Segment Start: Excerpted data
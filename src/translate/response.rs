//! Classify OpenRouter responses and render them as Gemini documents.
//!
//! The provider does not report "I made an image" in one uniform way, so the
//! classifier is an ordered list of rules; the first rule that matches wins.

use once_cell::sync::Lazy;
use regex::Regex;

use super::gemini_types::{
    Candidate, Content, FileData, GenerateContentResponse, Part, UsageMetadata,
};
use super::openai_types::{ChatCompletionResponse, ChoiceMessage};

/// Text streamed or returned alongside a generated image.
pub const IMAGE_PLACEHOLDER: &str = "Generated image";
/// Returned when the provider answered with no usable content.
pub const EMPTY_RESPONSE_PLACEHOLDER: &str = "[No valid response received]";
/// Returned when an image result cannot be turned into a Gemini part.
pub const IMAGE_PARSE_FAILED: &str = "[Failed to parse image]";

pub const FINISH_REASON_STOP: &str = "STOP";

static DATA_URI: Lazy<Regex> =
    Lazy::new(|| Regex::new(r"^data:(.+);base64,(.*)$").expect("valid data URI pattern"));

static IMAGE_URL: Lazy<Regex> = Lazy::new(|| {
    Regex::new(
        r#"(?i)(https?://[^\s"'<>()\[\]?#]+\.(?:jpe?g|png|webp)(?:\?[^\s"'<>()\[\]]*[^\s"'<>()\[\].,;:!])?)(?:[\s"'<>()\[\]#]|[.,;:!]+(?:\s|$)|$)"#,
    )
    .expect("valid image URL pattern")
});

static CLAIMS_IMAGE: Lazy<Regex> = Lazy::new(|| {
    Regex::new(
        r"(?i)(here(?: is|'s) (?:the|your|an?) (?:generated |edited )?image|i(?:'ve| have) (?:generated|created|drawn|edited)|generating (?:the |an? |your )?image|image (?:is|has been) (?:generated|created)|生成图像|生成图片|图片已生成)",
    )
    .expect("valid image claim pattern")
});

/// What the upstream call produced.
#[derive(Debug, Clone, PartialEq, Eq)]
pub enum GenerationResult {
    /// A `data:` URI or a remote URL.
    Image(String),
    Text(String),
}

impl GenerationResult {
    pub fn kind(&self) -> &'static str {
        match self {
            GenerationResult::Image(_) => "image",
            GenerationResult::Text(_) => "text",
        }
    }

    pub fn payload(&self) -> &str {
        match self {
            GenerationResult::Image(p) | GenerationResult::Text(p) => p,
        }
    }
}

pub type Rule = fn(&ChoiceMessage) -> Option<GenerationResult>;

/// Classification rules in priority order.
pub const RULES: &[(&str, Rule)] = &[
    ("attached_image", attached_image),
    ("data_uri_text", data_uri_text),
    ("image_url_in_text", image_url_in_text),
    ("claims_image_without_one", claims_image_without_one),
    ("plain_text", plain_text),
];

/// Classify a provider message. Falls back to [`EMPTY_RESPONSE_PLACEHOLDER`].
pub fn classify_message(message: Option<&ChoiceMessage>) -> GenerationResult {
    if let Some(message) = message {
        for (name, rule) in RULES {
            if let Some(result) = rule(message) {
                tracing::debug!(rule = name, kind = result.kind(), "Classified provider response");
                return result;
            }
        }
    }
    tracing::debug!(rule = "empty", "Classified provider response");
    GenerationResult::Text(EMPTY_RESPONSE_PLACEHOLDER.to_string())
}

pub fn classify_response(resp: &ChatCompletionResponse) -> GenerationResult {
    classify_message(resp.choices.first().and_then(|c| c.message.as_ref()))
}

fn attached_image(message: &ChoiceMessage) -> Option<GenerationResult> {
    message
        .first_image_url()
        .map(|url| GenerationResult::Image(url.to_string()))
}

fn data_uri_text(message: &ChoiceMessage) -> Option<GenerationResult> {
    message
        .text()
        .filter(|text| text.starts_with("data:image/"))
        .map(|text| GenerationResult::Image(text.to_string()))
}

fn image_url_in_text(message: &ChoiceMessage) -> Option<GenerationResult> {
    let text = message.text()?;
    IMAGE_URL
        .captures(text)
        .and_then(|caps| caps.get(1))
        .map(|url| GenerationResult::Image(url.as_str().to_string()))
}

fn claims_image_without_one(message: &ChoiceMessage) -> Option<GenerationResult> {
    let text = message.text()?;
    if CLAIMS_IMAGE.is_match(text) {
        Some(GenerationResult::Text(format!(
            "The model said it produced an image, but no image was returned. Raw response: {text}"
        )))
    } else {
        None
    }
}

fn plain_text(message: &ChoiceMessage) -> Option<GenerationResult> {
    message
        .text()
        .filter(|text| !text.trim().is_empty())
        .map(|text| GenerationResult::Text(text.to_string()))
}

/// Split a `data:<mime>;base64,<data>` URI into `(mime, data)`.
pub fn parse_data_uri(uri: &str) -> Option<(&str, &str)> {
    let caps = DATA_URI.captures(uri)?;
    Some((caps.get(1)?.as_str(), caps.get(2)?.as_str()))
}

/// Guess an image MIME type from a URL's extension.
pub fn mime_from_url(url: &str) -> Option<&'static str> {
    let path = url.split(['?', '#']).next().unwrap_or(url).to_ascii_lowercase();
    if path.ends_with(".png") {
        Some("image/png")
    } else if path.ends_with(".jpg") || path.ends_with(".jpeg") {
        Some("image/jpeg")
    } else if path.ends_with(".webp") {
        Some("image/webp")
    } else {
        None
    }
}

/// Gemini part carrying an image result, if the payload can be expressed as one.
pub fn image_part(payload: &str) -> Option<Part> {
    if let Some((mime_type, data)) = parse_data_uri(payload) {
        return Some(Part::inline(mime_type, data));
    }
    if payload.starts_with("http://") || payload.starts_with("https://") {
        return Some(Part::FileData {
            file_data: FileData {
                mime_type: mime_from_url(payload).map(str::to_string),
                file_uri: payload.to_string(),
            },
        });
    }
    None
}

/// Render a result as the parts of a single Gemini candidate.
pub fn result_parts(result: &GenerationResult) -> Vec<Part> {
    match result {
        GenerationResult::Image(payload) => match image_part(payload) {
            Some(part) => vec![Part::text(IMAGE_PLACEHOLDER), part],
            None => vec![Part::text(IMAGE_PARSE_FAILED)],
        },
        GenerationResult::Text(text) => vec![Part::text(text.as_str())],
    }
}

/// Single-document emitter: one complete `generateContent` response.
pub fn to_gemini_response(result: &GenerationResult) -> GenerateContentResponse {
    GenerateContentResponse {
        candidates: vec![Candidate {
            content: Content::model(result_parts(result)),
            finish_reason: Some(FINISH_REASON_STOP.to_string()),
            index: Some(0),
        }],
        usage_metadata: Some(UsageMetadata::SYNTHETIC),
    }
}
Segment End: Excerpted data
◆ **Task to complete**: Which lines of the data above contain the string "FileData"? Copy each of them.

◆ **Answer for this exercise**:
    Candidate, Content, FileData, GenerateContentResponse, Part, UsageMetadata,
        return Some(Part::FileData {
            file_data: FileData {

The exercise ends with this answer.